Self hosting Enough, data resilience and Ceph


#1

Bonjour,

When running on an OpenStack cluster, Enough is protected from data loss by using either:

  • a 3+ replica volume
  • daily backups stored in 3+ replica images which limit data loss to 24h
  • hosts 100% reproducible from the Ansible repository

When self hosting Enough, there is no replicated storage infrastructure and it is the responsibility of the Enough administrator to ensure daily backups and store them in a place that is unlikely to burn down at the same time as the hardware running Enough.

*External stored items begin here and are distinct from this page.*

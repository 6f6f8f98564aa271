//! HTTP chat surface
//!
//! A small axum app exposing `POST /api/chat` plus a health probe. The
//! engine is shared behind an `Arc`; handlers never hold state across
//! requests, so the server scales with the runtime's worker threads.

use std::net::SocketAddr;
use std::sync::Arc;
use std::time::Instant;

use axum::extract::State;
use axum::http::{HeaderValue, Method, StatusCode};
use axum::response::{IntoResponse, Response};
use axum::routing::{get, post};
use axum::{Json, Router};
use serde::{Deserialize, Serialize};
use tower_http::cors::CorsLayer;
use tower_http::limit::RequestBodyLimitLayer;
use tower_http::trace::TraceLayer;

use crate::error::RagError;
use crate::rag::RagEngine;

/// Request bodies are short chat messages; anything bigger is abuse.
const MAX_BODY_BYTES: usize = 64 * 1024;

/// Returned for any non-client failure. Internal detail goes to the log,
/// never to the caller.
const INTERNAL_ERROR_MESSAGE: &str = "An internal server error occurred";

// ============================================================================
// State & Wire Types
// ============================================================================

#[derive(Clone)]
pub struct AppState {
    pub engine: Arc<RagEngine>,
    started: Instant,
}

impl AppState {
    pub fn new(engine: Arc<RagEngine>) -> Self {
        Self {
            engine,
            started: Instant::now(),
        }
    }
}

#[derive(Debug, Deserialize)]
pub struct ChatRequest {
    #[serde(default)]
    pub message: String,
}

#[derive(Debug, Serialize)]
pub struct ChatResponse {
    pub answer: String,
}

#[derive(Debug, Serialize)]
struct ErrorBody {
    error: String,
}

// ============================================================================
// Error Mapping
// ============================================================================

/// Wrapper so handler `?` can map engine errors onto HTTP responses.
struct ApiError(RagError);

impl From<RagError> for ApiError {
    fn from(err: RagError) -> Self {
        Self(err)
    }
}

impl IntoResponse for ApiError {
    fn into_response(self) -> Response {
        let (status, message) = match &self.0 {
            RagError::Validation(msg) => (StatusCode::BAD_REQUEST, msg.clone()),
            other => {
                tracing::error!("Chat request failed: {other}");
                (
                    StatusCode::INTERNAL_SERVER_ERROR,
                    INTERNAL_ERROR_MESSAGE.to_string(),
                )
            }
        };

        (status, Json(ErrorBody { error: message })).into_response()
    }
}

// ============================================================================
// Handlers
// ============================================================================

async fn chat(
    State(state): State<AppState>,
    Json(request): Json<ChatRequest>,
) -> Result<Json<ChatResponse>, ApiError> {
    let answer = state.engine.answer(&request.message).await?;
    Ok(Json(ChatResponse { answer }))
}

#[derive(Debug, Serialize)]
struct HealthResponse {
    status: &'static str,
    uptime_seconds: u64,
}

async fn health(State(state): State<AppState>) -> Json<HealthResponse> {
    Json(HealthResponse {
        status: "ok",
        uptime_seconds: state.started.elapsed().as_secs(),
    })
}

// ============================================================================
// Router & Serve
// ============================================================================

/// Assemble the application router.
pub fn build_router(state: AppState, allowed_origins: &[String]) -> Router {
    let origins: Vec<HeaderValue> = allowed_origins
        .iter()
        .filter_map(|o| o.parse().ok())
        .collect();

    let cors = CorsLayer::new()
        .allow_origin(origins)
        .allow_methods([Method::GET, Method::POST])
        .allow_headers([axum::http::header::CONTENT_TYPE]);

    Router::new()
        .route("/api/chat", post(chat))
        .route("/health", get(health))
        .layer(cors)
        .layer(RequestBodyLimitLayer::new(MAX_BODY_BYTES))
        .layer(TraceLayer::new_for_http())
        .with_state(state)
}

/// Bind and serve until ctrl-c.
pub async fn serve(
    state: AppState,
    allowed_origins: &[String],
    addr: SocketAddr,
) -> anyhow::Result<()> {
    let app = build_router(state, allowed_origins);

    let listener = tokio::net::TcpListener::bind(addr).await?;
    tracing::info!("Chat API listening on {addr}");

    axum::serve(listener, app)
        .with_graceful_shutdown(shutdown_signal())
        .await?;

    tracing::info!("Server shut down");
    Ok(())
}

async fn shutdown_signal() {
    if let Err(e) = tokio::signal::ctrl_c().await {
        tracing::error!("Failed to install ctrl-c handler: {e}");
    }
}

// ============================================================================
// Tests
// ============================================================================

For administrators who do not have such a discipline, it would be nice to rely on a Ceph cluster (or something else, if there is an easier path). It could go like this:

  • Assuming Enough is deployed on a Intel NUC with 8GB RAM + 250 GB SSD (costs ~250 euros).
  • Buy three instead of one (costs ~750 euros)
  • Make a Ceph cluster where each node runs an OSD from a directory + a MON, over a tinc interface.
  • Create a 3 replica pool or a 2+1 erasure coded pool, and use it to store ~/.enough which contains all data that cannot be re-built from the ansible repository
  • Each machine is placed in a different location

In a disaster recovery scenario where the machine running Enough stops working, one of the two remaining machines can be used as a replacement: each of them has a copy of the data.

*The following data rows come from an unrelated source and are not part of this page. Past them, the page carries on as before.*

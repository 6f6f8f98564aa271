//! Batch ingestion driver
//!
//! Walks a directory, extracts each supported file and feeds the resulting
//! documents through the engine's chunk/embed/upsert pipeline. Failures are
//! isolated per file: one unreadable PDF is recorded and skipped, the rest
//! of the batch continues.

use std::path::Path;

use anyhow::{Context, Result};

use crate::collector::FileCollector;
use crate::extractor::ContentExtractor;
use crate::rag::RagEngine;

// ============================================================================
// IngestReport
// ============================================================================

/// Outcome of one batch run.
#[derive(Debug, Default)]
pub struct IngestReport {
    /// Files fully indexed.
    pub succeeded: usize,
    /// Records written to the index across all files.
    pub chunks_indexed: usize,
    /// (file, reason) for every file that was skipped.
    pub skipped: Vec<(String, String)>,
}

impl IngestReport {
    fn record_success(&mut self, chunks: usize) {
        self.succeeded += 1;
        self.chunks_indexed += chunks;
    }

    fn record_skip(&mut self, file: &str, reason: String) {
        tracing::warn!("Skipping {file}: {reason}");
        self.skipped.push((file.to_string(), reason));
    }
}

// ============================================================================
// Driver
// ============================================================================

/// Ingest every supported file under `dir`.
///
/// Service-level failures inside a file (embedding or index errors) count
/// as skips too; only an unwalkable directory aborts the batch.
pub async fn ingest_directory(engine: &RagEngine, dir: &Path) -> Result<IngestReport> {
    let collector = FileCollector::with_defaults();
    let extractor = ContentExtractor::new();

    let files = collector
        .collect_directory(dir)
        .with_context(|| format!("failed to scan directory: {}", dir.display()))?;

    tracing::info!("Found {} ingestable files in {}", files.len(), dir.display());

    let mut report = IngestReport::default();

    for file in files {
        let display = file.path.display().to_string();

        let documents = match extractor.extract(&file.path, file.kind).await {
            Ok(docs) => docs,
            Err(e) => {
                report.record_skip(&display, format!("{e:#}"));
                continue;
            }
        };

        if documents.is_empty() {
            report.record_skip(&display, "no extractable text".to_string());
            continue;
        }

        let mut chunks = 0;
        let mut failed = None;
        for doc in &documents {
            match engine.ingest_document(doc).await {
                Ok(written) => chunks += written,
                Err(e) => {
                    failed = Some(e.to_string());
                    break;
                }
            }
        }

        match failed {
            Some(reason) => report.record_skip(&display, reason),
            // A file whose documents produced no chunks (e.g. all
            // whitespace) indexed nothing; surface that as a skip.
            None if chunks == 0 => {
                report.record_skip(&display, "no extractable text".to_string())
            }
            None => report.record_success(chunks),
        }
    }

    tracing::info!(
        "Ingestion complete: {} files indexed ({} chunks), {} skipped",
        report.succeeded,
        report.chunks_indexed,
        report.skipped.len()
    );

    Ok(report)
}

// ============================================================================
// Tests
// ============================================================================

#[cfg(test)]
mod tests {
    use super::*;
    use crate::chunker::TextChunker;
    use crate::embedding::EmbeddingProvider;
    use crate::error::RagError;
    use crate::index::{ScoredRecord, VectorEntry, VectorIndex};
    use crate::llm::ChatModel;
    use async_trait::async_trait;
    use std::fs;
    use std::sync::{Arc, Mutex};
    use tempfile::TempDir;

    const DIM: usize = 4;

    struct FixedEmbedder;

    #[async_trait]
    impl EmbeddingProvider for FixedEmbedder {
        async fn embed_batch(&self, texts: &[String]) -> Result<Vec<Vec<f32>>, RagError> {
            Ok(texts.iter().map(|_| vec![0.5; DIM]).collect())
        }

        fn dimension(&self) -> usize {
            DIM
        }

        fn name(&self) -> &str {
            "fixed"
        }
    }

    struct RecordingIndex {
        entries: Mutex<Vec<VectorEntry>>,
        fail_upserts: bool,
    }

    impl RecordingIndex {
        fn new() -> Self {
            Self {
                entries: Mutex::new(vec![]),
                fail_upserts: false,
            }
        }

        fn failing() -> Self {
            Self {
                entries: Mutex::new(vec![]),
                fail_upserts: true,
            }
        }
    }

    #[async_trait]
    impl VectorIndex for RecordingIndex {
        async fn upsert(&self, entries: &[VectorEntry]) -> Result<usize, RagError> {
            if self.fail_upserts {
                return Err(RagError::Index("index unavailable".into()));
            }
            let mut stored = self.entries.lock().unwrap();
            stored.extend_from_slice(entries);
            Ok(entries.len())
        }

        async fn query(&self, _v: &[f32], _k: usize) -> Result<Vec<ScoredRecord>, RagError> {
            Ok(vec![])
        }

        fn dimension(&self) -> usize {
            DIM
        }

        fn name(&self) -> &str {
            "recording"
        }
    }

    struct NoChat;

    #[async_trait]
    impl ChatModel for NoChat {
        async fn generate(&self, _prompt: &str) -> Result<String, RagError> {
            panic!("chat model must not be called during ingestion");
        }

        fn name(&self) -> &str {
            "none"
        }
    }

    fn engine_with(index: Arc<RecordingIndex>) -> RagEngine {
        RagEngine::new(
            Arc::new(FixedEmbedder),
            index,
            Arc::new(NoChat),
            TextChunker::with_defaults(),
        )
        .unwrap()
    }

    #[tokio::test]
    async fn ingests_text_files_and_reports_counts() {
        let dir = TempDir::new().unwrap();
        fs::write(dir.path().join("a.txt"), "The sky is blue.").unwrap();
        fs::write(dir.path().join("b.md"), "Grass is green.").unwrap();
        fs::write(dir.path().join("c.log"), "unsupported, ignored").unwrap();

        let index = Arc::new(RecordingIndex::new());
        let engine = engine_with(index.clone());

        let report = ingest_directory(&engine, dir.path()).await.unwrap();

        assert_eq!(report.succeeded, 2);
        assert_eq!(report.chunks_indexed, 2);
        assert!(report.skipped.is_empty());
        assert_eq!(index.entries.lock().unwrap().len(), 2);
    }

    #[tokio::test]
    async fn corrupt_file_is_skipped_not_fatal() {
        let dir = TempDir::new().unwrap();
        fs::write(dir.path().join("good.txt"), "The sky is blue.").unwrap();
        fs::write(dir.path().join("broken.pdf"), b"not a real pdf").unwrap();

        let index = Arc::new(RecordingIndex::new());
        let engine = engine_with(index.clone());

        let report = ingest_directory(&engine, dir.path()).await.unwrap();

        assert_eq!(report.succeeded, 1);
        assert_eq!(report.skipped.len(), 1);
        assert!(report.skipped[0].0.ends_with("broken.pdf"));
        assert_eq!(index.entries.lock().unwrap().len(), 1);
    }

    #[tokio::test]
    async fn index_failure_counts_as_skip() {
        let dir = TempDir::new().unwrap();
        fs::write(dir.path().join("a.txt"), "The sky is blue.").unwrap();

        let engine = engine_with(Arc::new(RecordingIndex::failing()));
        let report = ingest_directory(&engine, dir.path()).await.unwrap();

        assert_eq!(report.succeeded, 0);
        assert_eq!(report.skipped.len(), 1);
        assert!(report.skipped[0].1.contains("index unavailable"));
    }

    #[tokio::test]
    async fn missing_directory_is_an_error() {
        let dir = TempDir::new().unwrap();
        let missing = dir.path().join("nope");

        let engine = engine_with(Arc::new(RecordingIndex::new()));
        let result = ingest_directory(&engine, &missing).await;
        assert!(result.is_err());
    }

    #[tokio::test]
    async fn empty_file_is_reported_as_skip() {
        let dir = TempDir::new().unwrap();
        fs::write(dir.path().join("empty.txt"), "   \n  ").unwrap();

        let engine = engine_with(Arc::new(RecordingIndex::new()));
        let report = ingest_directory(&engine, dir.path()).await.unwrap();

        assert_eq!(report.succeeded, 0);
        assert_eq!(report.skipped.len(), 1);
    }
}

Although the devil is in the details and it seems too good to be true, I’m confident it actually works and can be made simple to setup and maintain. I spent a significant amount of time thinking about a similar setup back when I was working full time on Ceph, over two years ago. But maybe there now are smarter ways to do the same, using software that did not exist two years ago?

Ideas?


#2

A few years ago a healthy Ceph cluster had nodes in Berlin (DE), Toulouse (FR) and Paris (FR) and a bandwidth varying from 1MB/s to 10MB/s. One of the nodes did not have a public IP but it did not matter, as long as the tinc mesh had at least one public IP.

This requirement (at least one public IP) is an annoying limitation and it also means the tinc mesh is as fragile as the number of public IP it contains (less public IP means more fragile).

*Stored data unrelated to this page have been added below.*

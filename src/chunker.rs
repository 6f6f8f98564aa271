//! Text chunking
//!
//! Splits document text into retrieval-sized chunks. Splitting prefers
//! natural boundaries in a fallback cascade - paragraph, line, sentence,
//! word - and only cuts mid-word when a piece has no softer boundary left.
//! Separators stay attached to the preceding piece, so concatenating chunks
//! with overlap prefixes removed reconstructs the source text exactly.

use crate::error::RagError;
use crate::extractor::Document;

/// Boundary cascade, softest first. Hard character split is the final
/// fallback.
const SEPARATORS: [&str; 4] = ["\n\n", "\n", ". ", " "];

// ============================================================================
// Chunk Configuration
// ============================================================================

/// Chunking settings. Sizes are in characters, not bytes.
#[derive(Debug, Clone)]
pub struct ChunkConfig {
    /// Maximum chunk size.
    pub max_characters: usize,
    /// Overlap carried from the previous chunk into the next.
    pub overlap_characters: usize,
}

impl Default for ChunkConfig {
    fn default() -> Self {
        Self {
            max_characters: 1000,
            overlap_characters: 100,
        }
    }
}

// ============================================================================
// Chunk
// ============================================================================

/// A bounded slice of a Document's text, carrying the parent's metadata.
/// Created during splitting, never mutated, consumed by the embedding step.
#[derive(Debug, Clone)]
pub struct Chunk {
    pub text: String,
    pub source: String,
    pub page: Option<usize>,
}

// ============================================================================
// TextChunker
// ============================================================================

/// Recursive character splitter with a configurable overlap.
pub struct TextChunker {
    config: ChunkConfig,
}

impl TextChunker {
    /// Create a chunker, validating that overlap leaves room for content.
    pub fn new(config: ChunkConfig) -> Result<Self, RagError> {
        if config.max_characters == 0 {
            return Err(RagError::Config("chunk size must be positive".into()));
        }
        if config.overlap_characters >= config.max_characters {
            return Err(RagError::Config(format!(
                "chunk overlap ({}) must be smaller than chunk size ({})",
                config.overlap_characters, config.max_characters
            )));
        }
        Ok(Self { config })
    }

    pub fn with_defaults() -> Self {
        Self {
            config: ChunkConfig::default(),
        }
    }

    /// Split text into chunks of at most `max_characters` each, consecutive
    /// chunks sharing an `overlap_characters` boundary region. Empty or
    /// whitespace-only text yields no chunks.
    pub fn chunk(&self, text: &str) -> Vec<String> {
        if text.trim().is_empty() {
            return vec![];
        }

        let max = self.config.max_characters;
        let overlap = self.config.overlap_characters;

        // Exact partition into natural units, each within the size bound.
        let atoms = split_atoms(text, max, overlap, 0);

        let mut chunks: Vec<String> = Vec::new();
        let mut current = String::new();
        let mut current_len = 0usize;

        for atom in atoms {
            let atom_len = char_len(&atom);

            if !current.is_empty() && current_len + atom_len > max {
                chunks.push(current.clone());

                // Carry the trailing overlap into the next chunk, trimmed if
                // the upcoming atom leaves no room (size bound wins).
                let carry = overlap.min(max.saturating_sub(atom_len));
                current = char_suffix(&current, carry).to_string();
                current_len = carry;
            }

            current.push_str(&atom);
            current_len += atom_len;
        }

        if !current.is_empty() {
            chunks.push(current);
        }

        chunks
    }

    /// Chunk a Document, propagating its metadata into each Chunk.
    pub fn chunk_document(&self, doc: &Document) -> Vec<Chunk> {
        self.chunk(&doc.text)
            .into_iter()
            .map(|text| Chunk {
                text,
                source: doc.source.clone(),
                page: doc.page,
            })
            .collect()
    }
}

// ============================================================================
// Splitting helpers
// ============================================================================

/// Partition `text` into natural units of at most `budget` characters,
/// trying the separator at `level` and recursing to harder separators only
/// for parts that still exceed the budget. No merging happens here; the
/// caller assembles chunks with overlap accounting. Character-split runs
/// reserve `overlap` so the boundary carry is never trimmed to zero.
fn split_atoms(text: &str, budget: usize, overlap: usize, level: usize) -> Vec<String> {
    if char_len(text) <= budget {
        return vec![text.to_string()];
    }

    let Some(sep) = SEPARATORS.get(level) else {
        return hard_split(text, budget.saturating_sub(overlap).max(1));
    };

    let parts = split_keeping_separator(text, sep);
    if parts.len() <= 1 {
        return split_atoms(text, budget, overlap, level + 1);
    }

    let mut out: Vec<String> = Vec::new();
    for part in parts {
        if char_len(part) > budget {
            out.extend(split_atoms(part, budget, overlap, level + 1));
        } else {
            out.push(part.to_string());
        }
    }
    out
}

/// Split on `sep`, keeping the separator attached to the preceding part so
/// the parts concatenate back to the input exactly.
fn split_keeping_separator<'a>(text: &'a str, sep: &str) -> Vec<&'a str> {
    let mut parts = Vec::new();
    let mut start = 0;

    while let Some(pos) = text[start..].find(sep) {
        let end = start + pos + sep.len();
        parts.push(&text[start..end]);
        start = end;
    }

    if start < text.len() {
        parts.push(&text[start..]);
    }

    parts
}

/// Last-resort split into fixed-size character slices.
fn hard_split(text: &str, budget: usize) -> Vec<String> {
    let mut out = Vec::new();
    let mut current = String::new();
    let mut count = 0usize;

    for ch in text.chars() {
        if count == budget {
            out.push(std::mem::take(&mut current));
            count = 0;
        }
        current.push(ch);
        count += 1;
    }

    if !current.is_empty() {
        out.push(current);
    }

    out
}

fn char_len(s: &str) -> usize {
    s.chars().count()
}

/// The last `n` characters of `s` (UTF-8 boundary safe).
fn char_suffix(s: &str, n: usize) -> &str {
    let len = char_len(s);
    if n >= len {
        return s;
    }
    let skip = len - n;
    match s.char_indices().nth(skip) {
        Some((idx, _)) => &s[idx..],
        None => "",
    }
}

// ============================================================================
// Tests
// ============================================================================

I wonder if it would be possible to combine tor + tinc to maintain a mesh that is both very resilient (tor) and reasonably fast (tinc). I did not know about tor a few years ago and it did not occur to me that it could be used as a convenient discovery mechanism to heal or maintain clusters. It is slow but it is available everywhere and it does not make a difference if a machine has a public IP or not.